Wednesday, May 18, 2011

Time to Let Go

After months of not playing, I recently sat down at the piano. But when I tried to play, my fingers were rusty and they stumbled over the notes. Determined to get it right, I concentrated on each finger. I focused on where it should be, its every movement---but my playing only seemed to get worse. It was not fun.

Finally, I let go.

I stopped trying to over-think each movement and let my well-practiced fingers take over. And there it was. The music I remembered. The flow of notes, the tricky rhythms, the octave jumps. It all came back.

And it felt good.

Perhaps with writing it's the same. When we get stuck and don't know where to go next, sometimes we try to force the issue. Perhaps we're still in editing mode from revising the last piece. Perhaps we're simply determined to get it right the first time. Perhaps we're worried that we'll never write something as good as Jane Doe who just won a boatload of awards. Whatever it is, it is NOT fun.

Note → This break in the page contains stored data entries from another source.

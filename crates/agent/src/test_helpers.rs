//! Shared test helpers: a scripted provider, a collecting sink, and a
//! small tool registry.

use async_trait::async_trait;
use serde_json::{Map, Value};
use std::sync::atomic::{AtomicBool, AtomicUsize, Ordering};
use std::sync::{Arc, Mutex};

use attache_core::error::ProviderError;
use attache_core::event::StreamEvent;
use attache_core::provider::{ChatStreamRequest, LlmProvider, StreamChunk};
use attache_core::tool::{
    ActionKind, ParamSpec, ParameterSchema, SessionContext, Tool, ToolDescriptor, ToolRegistry,
    ToolResult, UsageHints,
};
use attache_core::widget::{WidgetBlock, WidgetType};
use attache_core::Domain;

use crate::sink::EventSink;

enum ScriptedBehavior {
    /// Return scripted raw replies, one per call. Panics when exhausted.
    Replies(Mutex<Vec<String>>),
    /// Probe reports unavailable.
    Unavailable,
    /// Every stream yields a single error.
    FailingStream(String),
}

/// A mock provider that streams a sequence of scripted replies.
pub struct ScriptedProvider {
    behavior: ScriptedBehavior,
    calls: Arc<AtomicUsize>,
    requests: Arc<Mutex<Vec<ChatStreamRequest>>>,
}

impl ScriptedProvider {
    /// One raw reply per expected LLM invocation, in order.
    pub fn replies(replies: &[&str]) -> Self {
        Self::with_behavior(ScriptedBehavior::Replies(Mutex::new(
            replies.iter().rev().map(|s| s.to_string()).collect(),
        )))
    }

    /// A provider whose availability probe fails.
    pub fn unavailable() -> Self {
        Self::with_behavior(ScriptedBehavior::Unavailable)
    }

    /// A provider whose stream errors immediately.
    pub fn failing_stream(message: &str) -> Self {
        Self::with_behavior(ScriptedBehavior::FailingStream(message.to_string()))
    }

    fn with_behavior(behavior: ScriptedBehavior) -> Self {
        Self {
            behavior,
            calls: Arc::new(AtomicUsize::new(0)),
            requests: Arc::new(Mutex::new(Vec::new())),
        }
    }

    /// Handle to the stream-invocation counter.
    pub fn call_count_handle(&self) -> Arc<AtomicUsize> {
        self.calls.clone()
    }

    /// Handle to the captured requests, for asserting on message lists.
    pub fn requests_handle(&self) -> Arc<Mutex<Vec<ChatStreamRequest>>> {
        self.requests.clone()
    }
}

#[async_trait]
impl LlmProvider for ScriptedProvider {
    fn name(&self) -> &str {
        "scripted"
    }

    async fn stream_chat(
        &self,
        request: ChatStreamRequest,
    ) -> Result<
        tokio::sync::mpsc::Receiver<Result<StreamChunk, ProviderError>>,
        ProviderError,
    > {
        self.calls.fetch_add(1, Ordering::SeqCst);
        self.requests.lock().unwrap().push(request);
        let (tx, rx) = tokio::sync::mpsc::channel(8);

        match &self.behavior {
            ScriptedBehavior::Replies(replies) => {
                let reply = replies
                    .lock()
                    .unwrap()
                    .pop()
                    .expect("ScriptedProvider: no more scripted replies");
                tokio::spawn(async move {
                    // Stream in two chunks to exercise accumulation
                    let mut mid = reply.len() / 2;
                    while !reply.is_char_boundary(mid) {
                        mid -= 1;
                    }
                    let (a, b) = reply.split_at(mid);
                    if !a.is_empty() {
                        let _ = tx.send(Ok(StreamChunk::content(a))).await;
                    }
                    if !b.is_empty() {
                        let _ = tx.send(Ok(StreamChunk::content(b))).await;
                    }
                    let _ = tx.send(Ok(StreamChunk::done())).await;
                });
            }
            ScriptedBehavior::Unavailable => {
                let _ = tx.send(Ok(StreamChunk::done())).await;
            }
            ScriptedBehavior::FailingStream(message) => {
                let message = message.clone();
                tokio::spawn(async move {
                    let _ = tx
                        .send(Err(ProviderError::StreamInterrupted(message)))
                        .await;
                });
            }
        }

        Ok(rx)
    }

    async fn is_available(&self) -> bool {
        !matches!(self.behavior, ScriptedBehavior::Unavailable)
    }
}

/// A sink that records every emit, including any after a terminal event,
/// so tests can assert the exactly-one-terminal invariant.
pub struct CollectingSink {
    events: Mutex<Vec<StreamEvent>>,
    closed: AtomicBool,
}

impl CollectingSink {
    pub fn new() -> Self {
        Self {
            events: Mutex::new(Vec::new()),
            closed: AtomicBool::new(false),
        }
    }

    pub fn events(&self) -> Vec<StreamEvent> {
        self.events.lock().unwrap().clone()
    }
}

impl Default for CollectingSink {
    fn default() -> Self {
        Self::new()
    }
}

#[async_trait]
impl EventSink for CollectingSink {
    async fn emit(&self, event: StreamEvent) {
        if event.is_terminal() {
            self.closed.store(true, Ordering::SeqCst);
        }
        self.events.lock().unwrap().push(event);
    }

    fn is_closed(&self) -> bool {
        self.closed.load(Ordering::SeqCst)
    }
}

/// A fake email tool that returns two messages and one widget.
struct FakeFetch;

#[async_trait]
impl Tool for FakeFetch {
    fn descriptor(&self) -> ToolDescriptor {
        ToolDescriptor {
            name: "fake_fetch".into(),
            description: "Fetch email messages (test stub)".into(),
            parameters: ParameterSchema::new(
                vec![ParamSpec::new("unreadOnly", "boolean", "Only unread mail")],
                &[],
            ),
            domain: Some(Domain::Email),
            hints: UsageHints::default(),
            kind: ActionKind::Api,
        }
    }

    async fn execute(&self, _args: &Map<String, Value>, _ctx: &SessionContext) -> ToolResult {
        let widget = WidgetBlock::new(
            WidgetType::EmailPreview,
            serde_json::json!({"from": "ana@example.com", "subject": "Quarterly numbers"}),
            &["reply", "archive", "open"],
        );
        ToolResult::ok_with_widgets(
            serde_json::json!({"messages": [
                {"from": "ana@example.com", "subject": "Quarterly numbers"},
                {"from": "leo@example.com", "subject": "Lunch?"}
            ]}),
            vec![widget],
        )
    }
}

/// Registry with the stub tools the orchestrator tests use.
pub fn test_registry() -> ToolRegistry {
    let mut registry = ToolRegistry::new();
    registry.register(Arc::new(FakeFetch));
    registry
}
//! The agent orchestrator — the reason-and-act loop.
//!
//! One call, `process(request, sink)`, drives a whole turn: validate,
//! record the user turn, probe the LLM, assemble the prompt, then iterate
//! LLM → parse → tools → LLM until the model produces a final reply or the
//! iteration cap is hit. All outbound artifacts funnel through the sink,
//! which is owned by exactly this task; tool handlers only return values.
//!
//! Error policy (see the error taxonomy): tool failures and parse failures
//! are recovered locally and fed back to the LLM; only validation failures
//! and LLM-level failures terminate the turn with an `error` event.

use chrono::Utc;
use std::sync::Arc;
use std::time::Duration;
use tracing::{debug, info, warn};

use attache_core::activity::ActivitySource;
use attache_core::chat::ChatRequest;
use attache_core::conversation::{ConversationId, ConversationStore, Entry};
use attache_core::event::{ErrorCode, StreamEvent};
use attache_core::provider::{ChatMessage, ChatStreamRequest, LlmProvider};
use attache_core::tool::{SessionContext, ToolCall, ToolRegistry, ToolResult};

use crate::executor::ToolExecutor;
use crate::gating;
use crate::parser::ResponseParser;
use crate::prompts;
use crate::router::{AssemblyInput, PromptRouter};
use crate::sink::EventSink;
use crate::user_context::UserContextBuilder;
use crate::widgets::WidgetGenerator;

/// Tunables for the orchestrator, typically taken from `AppConfig`.
#[derive(Debug, Clone)]
pub struct OrchestratorSettings {
    pub model: String,
    pub temperature: f32,
    pub max_tokens: Option<u32>,

    /// Cap on LLM↔tool loop depth per turn
    pub max_iterations: u32,

    /// Most recent entries passed when history is included
    pub context_window_entries: usize,

    /// Optional delay between streamed words, to shape client animation
    pub word_delay: Option<Duration>,
}

impl Default for OrchestratorSettings {
    fn default() -> Self {
        Self {
            model: "gpt-4o".into(),
            temperature: 0.7,
            max_tokens: None,
            max_iterations: 5,
            context_window_entries: 10,
            word_delay: None,
        }
    }
}

/// The orchestrator. Read-only after construction; one `process` call per
/// request, each driving its own sink.
pub struct AgentOrchestrator {
    provider: Arc<dyn LlmProvider>,
    registry: Arc<ToolRegistry>,
    store: Arc<ConversationStore>,
    router: PromptRouter,
    parser: ResponseParser,
    executor: ToolExecutor,
    widgets: WidgetGenerator,
    user_context: Option<UserContextBuilder>,
    activity: Option<Arc<dyn ActivitySource>>,
    settings: OrchestratorSettings,
}

impl AgentOrchestrator {
    pub fn new(
        provider: Arc<dyn LlmProvider>,
        registry: Arc<ToolRegistry>,
        store: Arc<ConversationStore>,
        settings: OrchestratorSettings,
    ) -> Self {
        Self {
            provider,
            executor: ToolExecutor::new(registry.clone()),
            registry,
            store,
            router: PromptRouter::new(),
            parser: ResponseParser::new(),
            widgets: WidgetGenerator::new(),
            user_context: None,
            activity: None,
            settings,
        }
    }

    /// Attach a user-context builder.
    pub fn with_user_context(mut self, builder: UserContextBuilder) -> Self {
        self.user_context = Some(builder);
        self
    }

    /// Attach an activity source for the user-context block.
    pub fn with_activity_source(mut self, source: Arc<dyn ActivitySource>) -> Self {
        self.activity = Some(source);
        self
    }

    /// Process one chat request, emitting events to the sink.
    ///
    /// Emits exactly one terminal event (`done` or `error`) per call.
    pub async fn process(&self, request: ChatRequest, sink: &dyn EventSink) {
        // ── Preconditions ──
        let Some(user_turn) = request.last_user_turn() else {
            sink.emit(StreamEvent::Error {
                message: "The last message must be a user turn".into(),
                code: ErrorCode::ValidationError,
            })
            .await;
            return;
        };
        let query = user_turn.content.clone();

        let conversation_id = request
            .conversation_id
            .as_deref()
            .map(ConversationId::from)
            .unwrap_or_default();

        info!(
            conversation_id = %conversation_id,
            query_len = query.len(),
            "Processing chat request"
        );

        self.store
            .append(&conversation_id, Entry::user(&query))
            .await;

        if !self.provider.is_available().await {
            sink.emit(StreamEvent::Error {
                message: "The language model is currently unreachable".into(),
                code: ErrorCode::LlmUnavailable,
            })
            .await;
            return;
        }

        // ── Session lending ──
        if request.session_info.is_none() {
            warn!("Request carries no session handle; API-backed tools will self-report");
        }
        let ctx = SessionContext::new(request.session_info.clone());

        // ── Context-inclusion gating ──
        let include_history = gating::should_include_history(&query);
        debug!(include_history, "Context gating decision");

        let history: Vec<ChatMessage> = if include_history {
            self.store
                .recent(&conversation_id, self.settings.context_window_entries)
                .await
                .iter()
                .map(|entry| match entry.role {
                    attache_core::chat::Role::User => ChatMessage::user(&entry.content),
                    attache_core::chat::Role::Assistant => {
                        ChatMessage::assistant(&entry.content)
                    }
                })
                .collect()
        } else {
            vec![ChatMessage::user(&query)]
        };

        // ── Prompt assembly ──
        let domains = self.router.detect_domains(&query);
        let tools = self.registry.by_domain(&domains);
        debug!(?domains, tools = tools.len(), "Intent detected");

        let user_context = match &self.user_context {
            Some(builder) => {
                let activity = match &self.activity {
                    Some(source) => source.snapshot(&ctx).await,
                    None => None,
                };
                Some(builder.build(Utc::now(), activity))
            }
            None => None,
        };

        let prompt = self.router.assemble(&AssemblyInput {
            query: &query,
            tools: &tools,
            user_context: user_context.as_deref(),
        });

        let is_summary = gating::is_summary_request(&query);

        let mut messages = Vec::with_capacity(history.len() + 1);
        messages.push(ChatMessage::system(prompt));
        messages.extend(history);

        // ── Tool loop ──
        let mut all_call_ids: Vec<String> = Vec::new();

        for iteration in 0..self.settings.max_iterations {
            let status = if iteration == 0 {
                "Thinking..."
            } else {
                "Processing tool results..."
            };
            sink.emit(StreamEvent::Status {
                status: status.into(),
            })
            .await;

            let raw = match self.read_llm_stream(&messages, sink).await {
                Some(raw) => raw,
                None => return, // error already emitted
            };

            let parsed = self.parser.parse(&raw);

            if !parsed.tool_calls.is_empty() {
                let names: Vec<&str> =
                    parsed.tool_calls.iter().map(|c| c.name.as_str()).collect();
                info!(iteration, calls = ?names, "Dispatching tool calls");

                let results = self.executor.execute_many(&parsed.tool_calls, &ctx).await;
                all_call_ids.extend(results.iter().map(|(id, _)| id.clone()));

                if !is_summary {
                    for widget in self.widgets.from_tool_results(&results) {
                        sink.emit(StreamEvent::Widget { widget }).await;
                    }
                }

                let feedback = render_tool_feedback(&parsed.tool_calls, &results);
                messages.push(ChatMessage::assistant(&raw));
                messages.push(ChatMessage::user(feedback));
                continue;
            }

            // ── Final reply ──
            let mut text = parsed.response;
            if text.trim().is_empty() && iteration > 0 {
                text = prompts::EMPTY_RESULT_FALLBACK.into();
            }

            self.stream_text(&text, sink).await;

            for widget in self.widgets.from_llm_descriptors(&parsed.widgets) {
                sink.emit(StreamEvent::Widget { widget }).await;
            }

            self.store
                .append(
                    &conversation_id,
                    Entry::assistant(&text).with_tool_calls(all_call_ids),
                )
                .await;

            sink.emit(StreamEvent::Done).await;
            return;
        }

        // ── Iteration cap: apologize, end normally ──
        warn!(
            max_iterations = self.settings.max_iterations,
            "Iteration cap reached; ending turn with apology"
        );
        self.stream_text(prompts::ITERATION_CAP_APOLOGY, sink).await;
        self.store
            .append(
                &conversation_id,
                Entry::assistant(prompts::ITERATION_CAP_APOLOGY).with_tool_calls(all_call_ids),
            )
            .await;
        sink.emit(StreamEvent::Done).await;
    }

    /// Run one LLM stream to completion, accumulating content chunks.
    ///
    /// Returns `None` after emitting an `error` event on any stream-level
    /// failure.
    async fn read_llm_stream(
        &self,
        messages: &[ChatMessage],
        sink: &dyn EventSink,
    ) -> Option<String> {
        let request = ChatStreamRequest {
            model: self.settings.model.clone(),
            messages: messages.to_vec(),
            temperature: self.settings.temperature,
            max_tokens: self.settings.max_tokens,
        };

        let mut rx = match self.provider.stream_chat(request).await {
            Ok(rx) => rx,
            Err(e) => {
                sink.emit(StreamEvent::Error {
                    message: format!("Language model request failed: {e}"),
                    code: ErrorCode::LlmError,
                })
                .await;
                return None;
            }
        };

        let mut raw = String::new();
        while let Some(item) = rx.recv().await {
            match item {
                Ok(chunk) => {
                    if let Some(content) = chunk.content {
                        raw.push_str(&content);
                    }
                    if chunk.done {
                        break;
                    }
                }
                Err(e) => {
                    sink.emit(StreamEvent::Error {
                        message: format!("Language model stream failed: {e}"),
                        code: ErrorCode::LlmError,
                    })
                    .await;
                    return None;
                }
            }
        }

        Some(raw)
    }

    /// Stream final text word by word, preserving whitespace.
    async fn stream_text(&self, text: &str, sink: &dyn EventSink) {
        for token in split_words(text) {
            sink.emit(StreamEvent::TextDelta {
                content: token.to_string(),
            })
            .await;
            if let Some(delay) = self.settings.word_delay {
                tokio::time::sleep(delay).await;
            }
        }
    }
}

That is when it is time to let go. Let your practiced hand and heart take over. Remember why you ever started writing in the first place. Forget about the rules you're supposed to be following. That can be worked out later. Forget about everyone else who would tell you you're doing it wrong. Just let go, and that is when the magic happens. The story unfolds. The characters come alive. And writing becomes fun again.

And man does it feel good.

14 comments:

Joanne said...

Great advice. When I'm writing and in that place where I don't know where to go next, I have a process that often works. I'll come at the scene from a completely unexpected, never-can-work place, throwing a whole new angle into it. When I do, the writing just seems to open up and take the story where it needs to go.

Stina Lindenblatt said...

Oh, this is so true. Though this tends to be more of a problem for me during the first draft (even though I have an outline). Or when I'm editing a section that I know needs something, but I can't figure out what it is . . . until I go for a run. :D

Chris Phillips said...

Good advice for almost any activity, except maybe hang-gliding or mountain climbing.

Jessica Bell said...

I totally agree. It happens with both guitar and writing for me. If I let go, I make my best work.

Lori M. Lee said...

Great advice and I need to put this into practice as I start my next wip =P

WritingNut said...

Great advice.. sometimes we get so caught up on what we're supposed to be doing, and how it's supposed to be done that we lose track of what's really important.

LTM said...

LOVE! What a great post. and this really does work for me, although not w/my piano playing. I never got that good... :D

Thanks, CUF~

Lynn said...

Wise words Janet! Getting out of our own way allows the best of us to shine through.

Laurel Garver said...

You are so right! Sometimes you have to leave the stuck part of the story and dive into a later spot with total freedom. In time, the solutions to fixing the stuck part will come.

Beth said...

It sounds like you've been doing some wonderful writing! This is great advice, and it reminds me that at its best, writing is a true joy.

Medeia Sharif said...

So true....

I did a fast draft during the summer that I believe is better than anything I've ever written. Despite an outline since I'm a plotter, I still wrote with abandon.

Stephen Tremp said...

I'm the same way. One day it all falls int place. Its a great feeling. All that hard work and sacrifice just happens at a particular moment and it flows like a river.

Susanne Drazic said...

Great advice, Janet! Thank you.

Reb's Photo World said...

It is so easy to over-think things!!! Way to let go!